TO DO. Check each line of the entries below for the string "clear"; copy every line where it appears.

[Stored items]
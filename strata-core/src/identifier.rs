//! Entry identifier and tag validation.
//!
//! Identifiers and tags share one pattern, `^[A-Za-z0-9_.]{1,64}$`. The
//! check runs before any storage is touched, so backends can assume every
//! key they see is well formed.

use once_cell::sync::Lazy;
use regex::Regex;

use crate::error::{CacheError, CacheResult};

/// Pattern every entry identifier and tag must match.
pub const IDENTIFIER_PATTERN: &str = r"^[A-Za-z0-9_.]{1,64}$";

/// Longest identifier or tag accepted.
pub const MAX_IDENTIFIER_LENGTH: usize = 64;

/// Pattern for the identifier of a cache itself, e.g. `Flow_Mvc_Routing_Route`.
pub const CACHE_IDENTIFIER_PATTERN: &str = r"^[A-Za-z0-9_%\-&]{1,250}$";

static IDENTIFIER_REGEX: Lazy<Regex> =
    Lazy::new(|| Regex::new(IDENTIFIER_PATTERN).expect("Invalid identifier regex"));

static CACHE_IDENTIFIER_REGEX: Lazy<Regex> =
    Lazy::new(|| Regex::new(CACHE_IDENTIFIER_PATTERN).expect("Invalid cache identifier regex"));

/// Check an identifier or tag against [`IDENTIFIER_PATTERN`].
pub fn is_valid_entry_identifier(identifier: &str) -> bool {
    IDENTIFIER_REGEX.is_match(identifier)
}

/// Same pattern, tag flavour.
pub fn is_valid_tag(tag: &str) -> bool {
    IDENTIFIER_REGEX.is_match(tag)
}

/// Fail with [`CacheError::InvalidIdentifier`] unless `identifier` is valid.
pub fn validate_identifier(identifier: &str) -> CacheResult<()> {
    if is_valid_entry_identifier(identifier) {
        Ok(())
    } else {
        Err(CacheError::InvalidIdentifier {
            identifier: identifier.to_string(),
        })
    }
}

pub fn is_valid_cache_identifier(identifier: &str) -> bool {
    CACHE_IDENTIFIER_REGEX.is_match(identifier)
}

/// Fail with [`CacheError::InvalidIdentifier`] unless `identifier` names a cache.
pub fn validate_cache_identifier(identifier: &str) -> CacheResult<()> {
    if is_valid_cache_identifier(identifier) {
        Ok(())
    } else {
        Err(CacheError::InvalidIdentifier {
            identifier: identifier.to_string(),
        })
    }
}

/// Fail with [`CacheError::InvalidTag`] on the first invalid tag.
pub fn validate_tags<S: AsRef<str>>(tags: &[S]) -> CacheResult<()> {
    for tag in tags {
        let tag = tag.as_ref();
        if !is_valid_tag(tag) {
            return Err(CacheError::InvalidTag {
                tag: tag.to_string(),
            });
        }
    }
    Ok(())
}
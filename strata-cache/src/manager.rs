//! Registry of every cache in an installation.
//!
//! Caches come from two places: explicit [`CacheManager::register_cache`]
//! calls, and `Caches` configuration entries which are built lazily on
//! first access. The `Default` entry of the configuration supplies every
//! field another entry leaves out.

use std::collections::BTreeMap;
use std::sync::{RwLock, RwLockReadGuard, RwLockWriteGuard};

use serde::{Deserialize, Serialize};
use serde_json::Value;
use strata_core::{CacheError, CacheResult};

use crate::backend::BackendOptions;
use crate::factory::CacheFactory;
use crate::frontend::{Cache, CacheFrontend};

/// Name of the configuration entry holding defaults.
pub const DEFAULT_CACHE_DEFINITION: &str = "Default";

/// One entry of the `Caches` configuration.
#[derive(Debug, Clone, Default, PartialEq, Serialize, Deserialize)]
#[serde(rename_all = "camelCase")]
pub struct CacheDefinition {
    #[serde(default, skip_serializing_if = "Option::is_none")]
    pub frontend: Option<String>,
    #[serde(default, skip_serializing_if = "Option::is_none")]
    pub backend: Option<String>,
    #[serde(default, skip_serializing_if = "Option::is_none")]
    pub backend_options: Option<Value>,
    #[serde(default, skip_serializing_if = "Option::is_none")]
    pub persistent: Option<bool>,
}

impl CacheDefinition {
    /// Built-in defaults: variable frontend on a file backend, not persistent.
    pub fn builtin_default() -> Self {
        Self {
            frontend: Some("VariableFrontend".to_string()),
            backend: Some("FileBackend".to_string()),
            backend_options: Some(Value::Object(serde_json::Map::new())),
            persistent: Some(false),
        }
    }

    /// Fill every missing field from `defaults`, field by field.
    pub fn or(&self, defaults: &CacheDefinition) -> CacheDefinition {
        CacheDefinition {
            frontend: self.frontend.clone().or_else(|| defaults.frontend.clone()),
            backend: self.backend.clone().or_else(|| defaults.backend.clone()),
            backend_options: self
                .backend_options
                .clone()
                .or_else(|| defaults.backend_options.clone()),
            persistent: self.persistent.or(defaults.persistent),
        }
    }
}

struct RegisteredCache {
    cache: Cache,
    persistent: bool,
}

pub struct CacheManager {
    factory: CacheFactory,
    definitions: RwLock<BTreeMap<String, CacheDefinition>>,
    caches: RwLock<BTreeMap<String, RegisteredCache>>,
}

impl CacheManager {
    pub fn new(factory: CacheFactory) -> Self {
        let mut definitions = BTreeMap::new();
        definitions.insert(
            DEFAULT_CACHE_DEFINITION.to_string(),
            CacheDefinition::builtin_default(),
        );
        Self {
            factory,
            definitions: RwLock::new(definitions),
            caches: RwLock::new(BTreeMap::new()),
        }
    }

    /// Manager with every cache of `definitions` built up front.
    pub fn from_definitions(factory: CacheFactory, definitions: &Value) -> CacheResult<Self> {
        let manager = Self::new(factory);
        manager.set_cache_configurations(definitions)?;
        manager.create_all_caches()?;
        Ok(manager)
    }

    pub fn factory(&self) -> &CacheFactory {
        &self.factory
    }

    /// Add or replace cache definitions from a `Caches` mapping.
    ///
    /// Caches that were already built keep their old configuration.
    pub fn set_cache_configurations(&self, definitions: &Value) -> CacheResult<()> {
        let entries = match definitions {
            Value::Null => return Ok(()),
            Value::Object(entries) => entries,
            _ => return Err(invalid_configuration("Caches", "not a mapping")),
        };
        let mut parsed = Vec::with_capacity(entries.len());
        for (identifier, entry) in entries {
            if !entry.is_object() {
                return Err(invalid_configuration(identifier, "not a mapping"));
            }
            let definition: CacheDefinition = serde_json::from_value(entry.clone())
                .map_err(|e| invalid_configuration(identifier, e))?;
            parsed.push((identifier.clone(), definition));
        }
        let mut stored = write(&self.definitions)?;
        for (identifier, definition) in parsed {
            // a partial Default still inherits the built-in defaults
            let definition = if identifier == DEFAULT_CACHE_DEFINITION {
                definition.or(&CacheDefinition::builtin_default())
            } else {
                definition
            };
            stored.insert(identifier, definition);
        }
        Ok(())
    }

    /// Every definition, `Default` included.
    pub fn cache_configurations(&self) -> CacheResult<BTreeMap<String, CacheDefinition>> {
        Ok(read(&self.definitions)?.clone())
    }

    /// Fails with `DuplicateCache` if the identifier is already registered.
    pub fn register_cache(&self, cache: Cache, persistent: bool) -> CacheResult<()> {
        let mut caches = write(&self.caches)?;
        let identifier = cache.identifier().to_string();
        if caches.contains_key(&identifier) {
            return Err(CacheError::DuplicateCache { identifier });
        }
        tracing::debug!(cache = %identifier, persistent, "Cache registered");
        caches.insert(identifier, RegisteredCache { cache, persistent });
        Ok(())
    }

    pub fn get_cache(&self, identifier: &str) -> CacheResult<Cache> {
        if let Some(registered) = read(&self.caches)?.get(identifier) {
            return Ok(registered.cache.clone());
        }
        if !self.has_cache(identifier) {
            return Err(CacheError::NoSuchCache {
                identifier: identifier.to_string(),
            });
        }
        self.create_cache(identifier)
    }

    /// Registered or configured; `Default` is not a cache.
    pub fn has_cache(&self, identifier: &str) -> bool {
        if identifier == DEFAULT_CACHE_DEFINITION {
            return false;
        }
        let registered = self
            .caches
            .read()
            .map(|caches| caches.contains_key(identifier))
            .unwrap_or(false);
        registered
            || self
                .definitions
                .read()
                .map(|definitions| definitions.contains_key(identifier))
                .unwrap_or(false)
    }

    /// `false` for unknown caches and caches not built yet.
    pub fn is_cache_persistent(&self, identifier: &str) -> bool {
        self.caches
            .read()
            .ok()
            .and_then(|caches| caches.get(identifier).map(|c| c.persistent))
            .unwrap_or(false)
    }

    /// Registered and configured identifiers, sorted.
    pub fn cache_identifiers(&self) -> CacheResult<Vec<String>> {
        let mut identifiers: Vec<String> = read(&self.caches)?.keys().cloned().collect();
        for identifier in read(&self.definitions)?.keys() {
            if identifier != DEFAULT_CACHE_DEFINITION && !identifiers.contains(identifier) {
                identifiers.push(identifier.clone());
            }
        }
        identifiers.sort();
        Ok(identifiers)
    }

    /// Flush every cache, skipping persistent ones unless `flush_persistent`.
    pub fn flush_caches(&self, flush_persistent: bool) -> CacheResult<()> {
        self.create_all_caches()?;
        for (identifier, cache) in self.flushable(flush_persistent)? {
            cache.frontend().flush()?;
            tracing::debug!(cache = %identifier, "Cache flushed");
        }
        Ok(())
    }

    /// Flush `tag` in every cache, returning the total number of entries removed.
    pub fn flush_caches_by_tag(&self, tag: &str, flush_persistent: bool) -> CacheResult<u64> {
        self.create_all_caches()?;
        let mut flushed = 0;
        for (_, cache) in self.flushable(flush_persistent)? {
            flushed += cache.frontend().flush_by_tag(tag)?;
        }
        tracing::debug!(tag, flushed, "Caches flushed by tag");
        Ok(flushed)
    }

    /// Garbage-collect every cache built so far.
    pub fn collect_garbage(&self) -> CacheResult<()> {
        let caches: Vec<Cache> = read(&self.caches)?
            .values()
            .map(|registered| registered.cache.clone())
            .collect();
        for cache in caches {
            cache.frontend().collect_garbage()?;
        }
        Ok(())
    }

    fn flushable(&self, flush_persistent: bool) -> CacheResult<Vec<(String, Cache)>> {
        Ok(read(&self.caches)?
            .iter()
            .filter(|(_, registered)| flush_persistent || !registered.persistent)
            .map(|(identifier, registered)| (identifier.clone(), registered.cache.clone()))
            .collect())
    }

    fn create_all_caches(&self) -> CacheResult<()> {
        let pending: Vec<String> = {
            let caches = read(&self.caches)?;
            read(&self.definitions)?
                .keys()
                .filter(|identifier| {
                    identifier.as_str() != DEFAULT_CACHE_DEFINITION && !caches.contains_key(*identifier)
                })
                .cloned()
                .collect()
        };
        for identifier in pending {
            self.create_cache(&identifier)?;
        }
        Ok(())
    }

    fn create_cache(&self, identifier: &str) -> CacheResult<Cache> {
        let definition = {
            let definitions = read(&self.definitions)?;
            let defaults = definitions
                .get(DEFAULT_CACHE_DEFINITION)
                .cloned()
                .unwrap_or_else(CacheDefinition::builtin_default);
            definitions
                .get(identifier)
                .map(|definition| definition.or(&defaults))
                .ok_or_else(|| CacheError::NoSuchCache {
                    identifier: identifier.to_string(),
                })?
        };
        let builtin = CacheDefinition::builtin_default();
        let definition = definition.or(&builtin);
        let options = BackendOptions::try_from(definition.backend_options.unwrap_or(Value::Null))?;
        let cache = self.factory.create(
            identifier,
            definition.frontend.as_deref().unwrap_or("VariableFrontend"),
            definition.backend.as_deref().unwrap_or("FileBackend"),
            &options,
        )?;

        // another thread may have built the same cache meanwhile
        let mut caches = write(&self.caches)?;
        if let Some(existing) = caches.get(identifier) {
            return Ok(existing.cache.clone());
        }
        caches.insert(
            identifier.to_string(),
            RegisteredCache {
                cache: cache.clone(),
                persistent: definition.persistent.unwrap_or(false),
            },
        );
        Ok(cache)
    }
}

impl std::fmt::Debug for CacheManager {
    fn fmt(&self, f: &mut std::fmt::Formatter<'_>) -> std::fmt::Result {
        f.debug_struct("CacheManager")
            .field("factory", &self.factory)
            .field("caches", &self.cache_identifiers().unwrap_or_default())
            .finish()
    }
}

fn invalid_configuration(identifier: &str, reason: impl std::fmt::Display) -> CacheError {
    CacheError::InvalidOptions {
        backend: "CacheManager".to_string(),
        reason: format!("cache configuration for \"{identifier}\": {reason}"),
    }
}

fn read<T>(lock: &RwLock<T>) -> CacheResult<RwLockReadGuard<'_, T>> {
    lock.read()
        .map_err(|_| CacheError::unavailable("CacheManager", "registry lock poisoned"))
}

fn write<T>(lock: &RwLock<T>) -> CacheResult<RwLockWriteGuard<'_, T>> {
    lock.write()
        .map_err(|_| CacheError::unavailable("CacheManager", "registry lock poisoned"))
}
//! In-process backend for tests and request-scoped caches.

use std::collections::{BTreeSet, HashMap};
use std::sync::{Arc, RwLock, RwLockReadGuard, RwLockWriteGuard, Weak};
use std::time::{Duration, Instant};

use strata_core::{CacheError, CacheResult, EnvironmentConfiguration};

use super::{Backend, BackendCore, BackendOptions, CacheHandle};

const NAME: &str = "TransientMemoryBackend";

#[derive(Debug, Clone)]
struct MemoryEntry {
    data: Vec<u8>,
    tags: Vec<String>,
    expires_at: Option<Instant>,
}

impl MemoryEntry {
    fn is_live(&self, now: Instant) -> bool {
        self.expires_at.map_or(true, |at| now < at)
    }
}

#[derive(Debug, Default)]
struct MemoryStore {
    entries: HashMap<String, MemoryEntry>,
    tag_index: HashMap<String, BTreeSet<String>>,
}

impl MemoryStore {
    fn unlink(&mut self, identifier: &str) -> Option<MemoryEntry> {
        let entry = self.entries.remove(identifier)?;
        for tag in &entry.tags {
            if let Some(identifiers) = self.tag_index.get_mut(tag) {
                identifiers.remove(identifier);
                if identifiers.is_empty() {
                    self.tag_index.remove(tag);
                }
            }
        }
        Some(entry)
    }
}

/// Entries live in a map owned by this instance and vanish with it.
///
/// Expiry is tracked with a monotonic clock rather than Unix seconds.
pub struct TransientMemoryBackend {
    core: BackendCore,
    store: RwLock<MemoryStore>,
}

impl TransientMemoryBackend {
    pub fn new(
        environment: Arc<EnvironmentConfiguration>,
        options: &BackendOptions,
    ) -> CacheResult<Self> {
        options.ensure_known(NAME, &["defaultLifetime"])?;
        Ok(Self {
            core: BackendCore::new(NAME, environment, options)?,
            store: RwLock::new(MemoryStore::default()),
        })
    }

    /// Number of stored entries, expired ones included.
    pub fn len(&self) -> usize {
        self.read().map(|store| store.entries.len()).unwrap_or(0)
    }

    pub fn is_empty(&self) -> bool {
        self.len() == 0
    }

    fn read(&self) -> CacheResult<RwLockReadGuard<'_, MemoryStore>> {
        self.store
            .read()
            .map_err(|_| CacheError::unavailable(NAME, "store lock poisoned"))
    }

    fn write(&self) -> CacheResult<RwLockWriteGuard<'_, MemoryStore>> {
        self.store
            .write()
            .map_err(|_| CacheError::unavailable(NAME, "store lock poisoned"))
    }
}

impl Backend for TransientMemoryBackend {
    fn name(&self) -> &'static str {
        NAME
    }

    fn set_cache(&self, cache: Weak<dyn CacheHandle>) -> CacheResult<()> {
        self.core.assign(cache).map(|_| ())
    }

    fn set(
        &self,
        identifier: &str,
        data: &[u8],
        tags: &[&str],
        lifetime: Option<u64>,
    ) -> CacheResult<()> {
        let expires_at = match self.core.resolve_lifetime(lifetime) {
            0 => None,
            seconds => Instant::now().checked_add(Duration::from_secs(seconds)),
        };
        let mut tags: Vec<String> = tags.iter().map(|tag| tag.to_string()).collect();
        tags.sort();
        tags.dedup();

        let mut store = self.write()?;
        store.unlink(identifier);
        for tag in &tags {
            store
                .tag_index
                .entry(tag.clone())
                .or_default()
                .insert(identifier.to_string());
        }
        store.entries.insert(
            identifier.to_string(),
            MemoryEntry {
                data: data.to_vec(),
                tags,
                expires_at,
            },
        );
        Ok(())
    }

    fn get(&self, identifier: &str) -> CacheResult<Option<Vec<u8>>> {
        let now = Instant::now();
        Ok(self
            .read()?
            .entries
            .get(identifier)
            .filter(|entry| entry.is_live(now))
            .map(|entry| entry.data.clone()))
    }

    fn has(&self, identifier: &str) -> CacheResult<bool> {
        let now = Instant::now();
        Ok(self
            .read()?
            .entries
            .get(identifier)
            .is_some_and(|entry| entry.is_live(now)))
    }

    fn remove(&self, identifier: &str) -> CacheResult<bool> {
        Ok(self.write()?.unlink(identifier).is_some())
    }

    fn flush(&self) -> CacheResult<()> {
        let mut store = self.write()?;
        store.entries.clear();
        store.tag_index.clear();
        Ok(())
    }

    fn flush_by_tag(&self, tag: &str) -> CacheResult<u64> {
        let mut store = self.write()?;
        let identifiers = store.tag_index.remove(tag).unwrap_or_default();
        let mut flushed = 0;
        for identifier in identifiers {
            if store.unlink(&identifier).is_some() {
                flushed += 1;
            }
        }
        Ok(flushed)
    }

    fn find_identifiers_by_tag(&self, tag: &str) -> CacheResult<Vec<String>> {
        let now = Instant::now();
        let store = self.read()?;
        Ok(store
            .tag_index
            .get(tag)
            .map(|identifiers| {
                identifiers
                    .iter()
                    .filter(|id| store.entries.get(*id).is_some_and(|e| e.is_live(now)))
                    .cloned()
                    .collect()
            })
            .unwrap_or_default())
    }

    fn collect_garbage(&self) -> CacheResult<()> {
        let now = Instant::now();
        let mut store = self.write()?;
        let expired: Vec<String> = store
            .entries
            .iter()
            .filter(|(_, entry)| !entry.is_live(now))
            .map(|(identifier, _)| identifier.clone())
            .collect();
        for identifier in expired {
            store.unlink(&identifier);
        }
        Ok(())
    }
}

WRITTEN SOLUTION.
        store.entries.clear();
        store.tag_index.clear();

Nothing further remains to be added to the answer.